Oleh: Lathifa Rohmani
Muslimah Peduli Umat

Hari Pendidikan Nasional tahun ini diwarnai peluncuran sejumlah program perbaikan pendidikan oleh Presiden Prabowo Subianto. Mulai dari pembangunan atau renovasi sekolah, hingga bantuan langsung bagi guru honorer. Kebijakan ini seolah menjadi angin segar bagi dunia pendidikan. Namun, benarkah semua ini akan menyelesaikan persoalan mendasar yang sudah lama membelit pendidikan Indonesia?

Faktanya, hingga kini banyak sekolah masih dalam kondisi rusak. Di Bekasi, ratusan siswa bahkan terpaksa belajar di perpustakaan gara-gara ruang kelas mereka tidak layak pakai (Tirto.id, 3 Mei 2025). Sementara itu, guru terutama honorer harus rela menerima upah rendah meski beban kerja terus bertambah. Pemerintah memang menjanjikan bantuan cash transfer untuk guru, tapi apakah ini cukup untuk mengangkat kesejahteraan mereka?

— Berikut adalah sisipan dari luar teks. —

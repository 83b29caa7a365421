// SPDX-License-Identifier: AGPL-3.0-or-later
//
// Copyright (C) 2026 Relational Network

//! EVM settlement client for reserve transfers and deposit detection.

use std::future::Future;
use std::pin::Pin;
use std::str::FromStr;
use std::sync::Arc;

use alloy::{
    eips::BlockNumberOrTag,
    primitives::{Address, B256, U256},
    providers::{
        fillers::{BlobGasFiller, ChainIdFiller, FillProvider, GasFiller, JoinFill, NonceFiller},
        Identity, Provider, ProviderBuilder, RootProvider,
    },
    rpc::types::Filter,
    sol_types::SolEvent,
};

use crate::storage::{EncryptedStorage, ReserveWalletRepository};

use super::erc20::IERC20;
use super::signing::wallet_from_pem;
use super::types::{ChainError, NetworkConfig};

/// Boxed future type for settlement client methods, keeping the trait
/// object-safe without an async-trait dependency.
pub type ChainFuture<'a, T> = Pin<Box<dyn Future<Output = Result<T, ChainError>> + Send + 'a>>;

/// A detected settlement-token deposit.
#[derive(Debug, Clone)]
pub struct DepositEvent {
    /// Transaction hash of the transfer.
    pub tx_hash: String,
    /// Block the transfer landed in.
    pub block_number: u64,
    /// Confirmations at observation time.
    pub confirmations: u64,
}

/// On-chain operations the reconciliation engine needs.
///
/// Amounts are settlement token units (6 decimals).
pub trait ChainSettlementClient: Send + Sync {
    /// Settlement token balance of an address.
    fn balance_of<'a>(&'a self, address: &str) -> ChainFuture<'a, u128>;

    /// Transfer tokens out of the reserve wallet. Waits for the receipt and
    /// returns the tx hash only if the transaction succeeded on chain.
    fn transfer<'a>(&'a self, to: &str, amount: u128) -> ChainFuture<'a, String>;

    /// Mint tokens to an address (reserve top-up on the sandbox token).
    /// Waits for the receipt like [`Self::transfer`].
    fn mint<'a>(&'a self, to: &str, amount: u128) -> ChainFuture<'a, String>;

    /// Confirmations for a transaction, `None` while unmined.
    ///
    /// A mined-but-reverted transaction is an error, not a confirmation
    /// count.
    fn confirmations_of<'a>(&'a self, tx_hash: &str) -> ChainFuture<'a, Option<u64>>;

    /// Find the earliest settlement-token transfer of exactly `amount`
    /// from `from` to `to`.
    fn find_deposit<'a>(
        &'a self,
        from: &str,
        to: &str,
        amount: u128,
    ) -> ChainFuture<'a, Option<DepositEvent>>;
}

/// HTTP provider type (with all fillers).
type HttpProvider = FillProvider<
    JoinFill<
        Identity,
        JoinFill<GasFiller, JoinFill<BlobGasFiller, JoinFill<NonceFiller, ChainIdFiller>>>,
    >,
    RootProvider<alloy::network::Ethereum>,
>;

/// Settlement client backed by an EVM JSON-RPC endpoint.
///
/// The reserve private key is read from encrypted storage for every signing
/// call, so key rotation via re-bootstrap needs no process restart.
pub struct EvmSettlementClient {
    network: NetworkConfig,
    rpc_url: url::Url,
    token_address: Address,
    provider: HttpProvider,
    storage: Arc<EncryptedStorage>,
}

impl EvmSettlementClient {
    /// Create a new client.
    pub fn new(
        network: NetworkConfig,
        rpc_url: &str,
        token_address: &str,
        storage: Arc<EncryptedStorage>,
    ) -> Result<Self, ChainError> {
        let rpc_url: url::Url = rpc_url
            .parse()
            .map_err(|e: url::ParseError| ChainError::InvalidRpcUrl(e.to_string()))?;
        let token_address = parse_address(token_address)?;
        let provider = ProviderBuilder::new().connect_http(rpc_url.clone());

        Ok(Self {
            network,
            rpc_url,
            token_address,
            provider,
            storage,
        })
    }

    /// Get the network configuration.
    pub fn network(&self) -> &NetworkConfig {
        &self.network
    }

    /// Explorer URL for a transaction hash.
    pub fn explorer_tx_url(&self, tx_hash: &str) -> String {
        format!("{}/tx/{}", self.network.explorer_url, tx_hash)
    }

    async fn token_balance(&self, address: Address) -> Result<u128, ChainError> {
        let contract = IERC20::new(self.token_address, &self.provider);
        let balance: U256 = contract
            .balanceOf(address)
            .call()
            .await
            .map_err(|e| ChainError::Unavailable(e.to_string()))?;
        u128::try_from(balance).map_err(|_| {
            ChainError::Unavailable("token balance exceeds u128 range".to_string())
        })
    }

    /// Build a signing provider from the stored reserve key.
    fn reserve_signing_provider(&self) -> Result<impl Provider + Clone, ChainError> {
        let repo = ReserveWalletRepository::new(&self.storage);
        let pem = repo
            .read_private_key()
            .map_err(|e| ChainError::InvalidPrivateKey(e.to_string()))?;
        let wallet = wallet_from_pem(&pem)?;
        let provider = ProviderBuilder::new()
            .wallet(wallet)
            .connect_http(self.rpc_url.clone());
        Ok(provider)
    }
}

impl ChainSettlementClient for EvmSettlementClient {
    fn balance_of<'a>(&'a self, address: &str) -> ChainFuture<'a, u128> {
        let address = address.to_string();
        Box::pin(async move {
            let addr = parse_address(&address)?;
            self.token_balance(addr).await
        })
    }

    fn transfer<'a>(&'a self, to: &str, amount: u128) -> ChainFuture<'a, String> {
        let to = to.to_string();
        Box::pin(async move {
            let to_addr = parse_address(&to)?;
            let provider = self.reserve_signing_provider()?;

            let contract = IERC20::new(self.token_address, provider);
            let receipt = contract
                .transfer(to_addr, U256::from(amount))
                .send()
                .await
                .map_err(|e| ChainError::TxFailed(e.to_string()))?
                .get_receipt()
                .await
                .map_err(|e| ChainError::Unavailable(e.to_string()))?;

            settled_hash(receipt.status(), receipt.transaction_hash)
        })
    }

    fn mint<'a>(&'a self, to: &str, amount: u128) -> ChainFuture<'a, String> {
        let to = to.to_string();
        Box::pin(async move {
            let to_addr = parse_address(&to)?;
            let provider = self.reserve_signing_provider()?;

            let contract = IERC20::new(self.token_address, provider);
            let receipt = contract
                .mint(to_addr, U256::from(amount))
                .send()
                .await
                .map_err(|e| ChainError::TxFailed(e.to_string()))?
                .get_receipt()
                .await
                .map_err(|e| ChainError::Unavailable(e.to_string()))?;

            settled_hash(receipt.status(), receipt.transaction_hash)
        })
    }

    fn confirmations_of<'a>(&'a self, tx_hash: &str) -> ChainFuture<'a, Option<u64>> {
        let tx_hash = tx_hash.to_string();
        Box::pin(async move {
            let hash: B256 = tx_hash
                .parse()
                .map_err(|_| ChainError::InvalidAddress(format!("Invalid tx hash: {tx_hash}")))?;

            let receipt = self
                .provider
                .get_transaction_receipt(hash)
                .await
                .map_err(|e| ChainError::Unavailable(e.to_string()))?;

            let Some(receipt) = receipt else {
                return Ok(None);
            };
            if !receipt.status() {
                return Err(ChainError::TxFailed(format!("Transaction {tx_hash} reverted")));
            }
            let Some(block) = receipt.block_number else {
                return Ok(None);
            };

            let head = self
                .provider
                .get_block_number()
                .await
                .map_err(|e| ChainError::Unavailable(e.to_string()))?;

            Ok(Some(head.saturating_sub(block) + 1))
        })
    }

    fn find_deposit<'a>(
        &'a self,
        from: &str,
        to: &str,
        amount: u128,
    ) -> ChainFuture<'a, Option<DepositEvent>> {
        let from = from.to_string();
        let to = to.to_string();
        Box::pin(async move {
            let from_addr = parse_address(&from)?;
            let to_addr = parse_address(&to)?;

            let filter = Filter::new()
                .address(self.token_address)
                .event_signature(IERC20::Transfer::SIGNATURE_HASH)
                .topic1(B256::from(from_addr.into_word()))
                .topic2(B256::from(to_addr.into_word()))
                .from_block(BlockNumberOrTag::Earliest);

            let logs = self
                .provider
                .get_logs(&filter)
                .await
                .map_err(|e| ChainError::Unavailable(e.to_string()))?;

            let expected = U256::from(amount);
            let mut earliest: Option<(u64, B256)> = None;
            for log in logs {
                let Ok(decoded) = log.log_decode::<IERC20::Transfer>() else {
                    continue;
                };
                if decoded.inner.data.value != expected {
                    continue;
                }
                let (Some(block), Some(tx_hash)) = (log.block_number, log.transaction_hash)
                else {
                    continue;
                };
                match earliest {
                    Some((best, _)) if best <= block => {}
                    _ => earliest = Some((block, tx_hash)),
                }
            }

            let Some((block_number, tx_hash)) = earliest else {
                return Ok(None);
            };

            let head = self
                .provider
                .get_block_number()
                .await
                .map_err(|e| ChainError::Unavailable(e.to_string()))?;

            Ok(Some(DepositEvent {
                tx_hash: format!("{tx_hash:?}"),
                block_number,
                confirmations: head.saturating_sub(block_number) + 1,
            }))
        })
    }
}

fn parse_address(address: &str) -> Result<Address, ChainError> {
    Address::from_str(address).map_err(|e| ChainError::InvalidAddress(e.to_string()))
}

/// Map a mined receipt to the settlement reference. A reverted transaction
/// must never surface as a success to the reconciliation engine.
fn settled_hash(status: bool, tx_hash: B256) -> Result<String, ChainError> {
    if status {
        Ok(format!("{tx_hash:?}"))
    } else {
        Err(ChainError::TxFailed(format!(
            "Transaction {tx_hash:?} reverted"
        )))
    }
}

Tak bisa dimungkiri, minimnya anggaran pendidikan jadi salah satu akar masalah. Anggaran yang ada pun sering bocor akibat korupsi. Alhasil, pembangunan sekolah terbatas, fasilitas tak memadai, dan kesejahteraan guru jauh dari kata layak. Potret buram ini menjadi cerminan nyata bagaimana pendidikan belum benar-benar jadi prioritas dalam sistem yang ada saat ini.


Kapitalisme dalam Pendidikan: Negara Cuci Tangan

Masalahnya bukan sekadar teknis atau teknologis, tapi lebih dalam: sistemik. Pendidikan di Indonesia dijalankan di bawah naungan sistem kapitalisme, di mana negara lebih banyak berperan sebagai pengatur (regulator) ketimbang penyelenggara langsung. Penyelenggaraan pendidikan diserahkan kepada swasta. Negara hanya melengkapi sekadarnya, itupun dengan anggaran minim.

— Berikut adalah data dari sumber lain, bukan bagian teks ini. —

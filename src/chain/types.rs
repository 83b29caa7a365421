// SPDX-License-Identifier: AGPL-3.0-or-later
//
// Copyright (C) 2026 Relational Network

//! Chain types, constants and unit conversions.

/// EVM network configuration.
#[derive(Debug, Clone)]
pub struct NetworkConfig {
    /// Network name for display
    pub name: &'static str,
    /// Chain ID
    pub chain_id: u64,
    /// RPC endpoint URL
    pub rpc_url: &'static str,
    /// Block explorer URL
    pub explorer_url: &'static str,
}

/// Avalanche C-Chain Mainnet configuration.
pub const AVAX_MAINNET: NetworkConfig = NetworkConfig {
    name: "Avalanche C-Chain",
    chain_id: 43114,
    rpc_url: "https://api.avax.network/ext/bc/C/rpc",
    explorer_url: "https://snowtrace.io",
};

/// Avalanche Fuji Testnet configuration.
pub const AVAX_FUJI: NetworkConfig = NetworkConfig {
    name: "Avalanche Fuji Testnet",
    chain_id: 43113,
    rpc_url: "https://api.avax-test.network/ext/bc/C/rpc",
    explorer_url: "https://testnet.snowtrace.io",
};

/// ERC-20 token descriptor.
#[derive(Debug, Clone)]
pub struct Erc20Token {
    pub symbol: &'static str,
    pub name: &'static str,
    pub decimals: u8,
    /// Mainnet contract address
    pub mainnet_address: Option<&'static str>,
    /// Fuji testnet contract address
    pub fuji_address: Option<&'static str>,
}

/// Euro settlement token (`rEUR`) deployed on Fuji. On-ramps pay this token
/// out of the reserve, off-ramps collect it back.
pub const SETTLEMENT_TOKEN: Erc20Token = Erc20Token {
    symbol: "rEUR",
    name: "Relational Euro",
    decimals: 6,
    mainnet_address: None,
    fuji_address: Some("0x76568BEd5Acf1A5Cd888773C8cAe9ea2a9131A63"),
};

/// Scale factor between euro cents (2 decimals) and settlement token units
/// (6 decimals).
pub const MINOR_TO_TOKEN_SCALE: u128 = 10_000;

/// Convert euro cents to settlement token units.
pub fn minor_to_token_units(amount_minor: u64) -> u128 {
    amount_minor as u128 * MINOR_TO_TOKEN_SCALE
}

/// Format settlement token units as a euro decimal string ("25.50").
pub fn format_token_units(amount: u128) -> String {
    let minor = amount / MINOR_TO_TOKEN_SCALE;
    format!("{}.{:02}", minor / 100, minor % 100)
}

/// Errors that can occur during chain operations.
#[derive(Debug, thiserror::Error)]
pub enum ChainError {
    #[error("Invalid RPC URL: {0}")]
    InvalidRpcUrl(String),

    #[error("Invalid address: {0}")]
    InvalidAddress(String),

    #[error("Invalid private key: {0}")]
    InvalidPrivateKey(String),

    #[error("Chain unavailable: {0}")]
    Unavailable(String),

    #[error("Insufficient reserve balance: have {available}, need {required}")]
    InsufficientReserve { available: u128, required: u128 },

    #[error("Transaction failed: {0}")]
    TxFailed(String),
}

#[cfg(test)]
mod tests {
    use super::*;

    #[test]
    fn minor_units_scale_to_six_decimals() {
        // 25.50 EUR = 2550 cents = 25_500_000 token units
        assert_eq!(minor_to_token_units(2550), 25_500_000);
        assert_eq!(minor_to_token_units(0), 0);
        assert_eq!(minor_to_token_units(1), 10_000);
    }

    #[test]
    fn token_units_format_as_euro_string() {
        assert_eq!(format_token_units(25_500_000), "25.50");
        assert_eq!(format_token_units(10_000), "0.01");
        assert_eq!(format_token_units(0), "0.00");
        assert_eq!(format_token_units(10_000_000_000), "10000.00");
    }

    #[test]
    fn settlement_token_targets_fuji() {
        assert_eq!(SETTLEMENT_TOKEN.decimals, 6);
        assert!(SETTLEMENT_TOKEN.fuji_address.is_some());
    }
}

Akibatnya, pendidikan makin terkomersialisasi. Biaya sekolah tinggi, akses sulit bagi masyarakat bawah, dan kualitas sering kali hanya dinikmati segelintir orang. Renovasi sekolah dan bantuan sementara untuk guru, meski terlihat solutif, pada dasarnya hanya tambal sulam. Tidak menyelesaikan akar masalah.

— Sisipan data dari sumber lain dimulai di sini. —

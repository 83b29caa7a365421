// SPDX-License-Identifier: AGPL-3.0-or-later
//
// Copyright (C) 2026 Relational Network

//! # Runtime Configuration
//!
//! Typed configuration loaded from the environment at startup.
//!
//! ## Environment Variables
//!
//! | Variable | Description | Default |
//! |----------|-------------|---------|
//! | `HOST` / `PORT` | Server bind address | `0.0.0.0:8080` |
//! | `DATA_DIR` | Root directory for encrypted storage | `/data` |
//! | `TLS_CERT_PATH` / `TLS_KEY_PATH` | RA-TLS credential files | `/ratls/server.crt`, `/ratls/server.key` |
//! | `CLERK_JWKS_URL` | Clerk JWKS endpoint for JWT verification | Required for production |
//! | `CLERK_ISSUER` | Expected JWT issuer claim | Required for production |
//! | `CLERK_AUDIENCE` | Expected JWT audience claim | Optional |
//! | `FIAT_WEBHOOK_SECRET` | Shared secret for provider webhook HMAC | Optional |
//! | `FIAT_MIN_CONFIRMATIONS` | Deposit finality threshold | `3` |
//! | `FIAT_MAX_PENDING_HOURS` | Pending horizon before forcing `failed` | `24` |
//! | `FIAT_RESERVE_BOOTSTRAP` | Bootstrap the reserve wallet at startup | `false` |
//! | `CHAIN_RPC_URL` | EVM RPC endpoint | Fuji public RPC |
//! | `SETTLEMENT_TOKEN_ADDRESS` | Stablecoin contract address | built-in rEUR Fuji address |
//! | `LOG_FORMAT` | Logging format (`json` or `pretty`) | `pretty` |
//! | `RUST_LOG` | Log level filter | `info` |

use std::env;

use crate::chain::{AVAX_FUJI, SETTLEMENT_TOKEN};
use crate::fiat::engine::{DEFAULT_MAX_PENDING_HOURS, DEFAULT_MIN_CONFIRMATIONS};

/// Environment variable name for the encrypted data directory path.
///
/// The data directory is mounted as Gramine's encrypted filesystem in the
/// manifest. All wallet keys, fiat requests, and audit logs are stored here.
pub const DATA_DIR_ENV: &str = "DATA_DIR";

/// Application configuration, loaded once at startup.
#[derive(Debug, Clone)]
pub struct AppConfig {
    pub host: String,
    pub port: u16,
    pub data_dir: String,
    pub tls_cert_path: String,
    pub tls_key_path: String,
    pub clerk_jwks_url: Option<String>,
    pub clerk_issuer: Option<String>,
    pub clerk_audience: Option<String>,
    pub fiat_webhook_secret: Option<String>,
    pub fiat_min_confirmations: u64,
    pub fiat_max_pending_hours: i64,
    pub fiat_reserve_bootstrap: bool,
    pub chain_rpc_url: String,
    pub settlement_token_address: String,
    pub log_format: String,
}

impl AppConfig {
    pub fn from_env() -> Self {
        Self {
            host: env::var("HOST").unwrap_or_else(|_| "0.0.0.0".to_string()),
            port: env::var("PORT")
                .ok()
                .and_then(|v| v.parse().ok())
                .unwrap_or(8080),
            data_dir: env::var(DATA_DIR_ENV).unwrap_or_else(|_| "/data".to_string()),
            tls_cert_path: env::var("TLS_CERT_PATH")
                .unwrap_or_else(|_| "/ratls/server.crt".to_string()),
            tls_key_path: env::var("TLS_KEY_PATH")
                .unwrap_or_else(|_| "/ratls/server.key".to_string()),
            clerk_jwks_url: non_empty_env("CLERK_JWKS_URL"),
            clerk_issuer: non_empty_env("CLERK_ISSUER"),
            clerk_audience: non_empty_env("CLERK_AUDIENCE"),
            fiat_webhook_secret: non_empty_env("FIAT_WEBHOOK_SECRET"),
            fiat_min_confirmations: env::var("FIAT_MIN_CONFIRMATIONS")
                .ok()
                .and_then(|v| v.parse().ok())
                .unwrap_or(DEFAULT_MIN_CONFIRMATIONS),
            fiat_max_pending_hours: env::var("FIAT_MAX_PENDING_HOURS")
                .ok()
                .and_then(|v| v.parse().ok())
                .unwrap_or(DEFAULT_MAX_PENDING_HOURS),
            fiat_reserve_bootstrap: env::var("FIAT_RESERVE_BOOTSTRAP")
                .map(|v| matches!(v.to_ascii_lowercase().as_str(), "1" | "true" | "yes"))
                .unwrap_or(false),
            chain_rpc_url: env::var("CHAIN_RPC_URL")
                .unwrap_or_else(|_| AVAX_FUJI.rpc_url.to_string()),
            settlement_token_address: env::var("SETTLEMENT_TOKEN_ADDRESS").unwrap_or_else(|_| {
                SETTLEMENT_TOKEN
                    .fuji_address
                    .unwrap_or_default()
                    .to_string()
            }),
            log_format: env::var("LOG_FORMAT").unwrap_or_else(|_| "pretty".to_string()),
        }
    }
}

fn non_empty_env(name: &str) -> Option<String> {
    env::var(name).ok().filter(|v| !v.trim().is_empty())
}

Lebih ironis, sistem ekonomi kapitalisme membuat negara kesulitan menyediakan anggaran memadai. Sumber-sumber keuangan negara makin sempit akibat privatisasi. Utang makin menumpuk, sementara kebutuhan terus bertambah. Dalam kondisi seperti ini, pendidikan tak pernah betul-betul jadi prioritas.


Islam: Pendidikan Gratis dan Bermutu Tanggung Jawab Negara

Berbeda dengan kapitalisme, Islam memandang pendidikan sebagai kebutuhan strategis yang wajib dipenuhi negara. Negara bertanggung jawab penuh, bukan hanya mengawasi, tetapi menyediakan pendidikan secara gratis, berkualitas, dan merata. Pendidikan bukan hanya layanan, melainkan hak yang dijamin.

Dalam sistem Islam, sumber daya alam dikelola negara untuk kepentingan rakyat. Pendapatan dari pengelolaan ini digunakan untuk memenuhi kebutuhan publik, termasuk pendidikan. Negara tidak bergantung pada utang atau pajak rakyat, sehingga anggaran pendidikan terjamin.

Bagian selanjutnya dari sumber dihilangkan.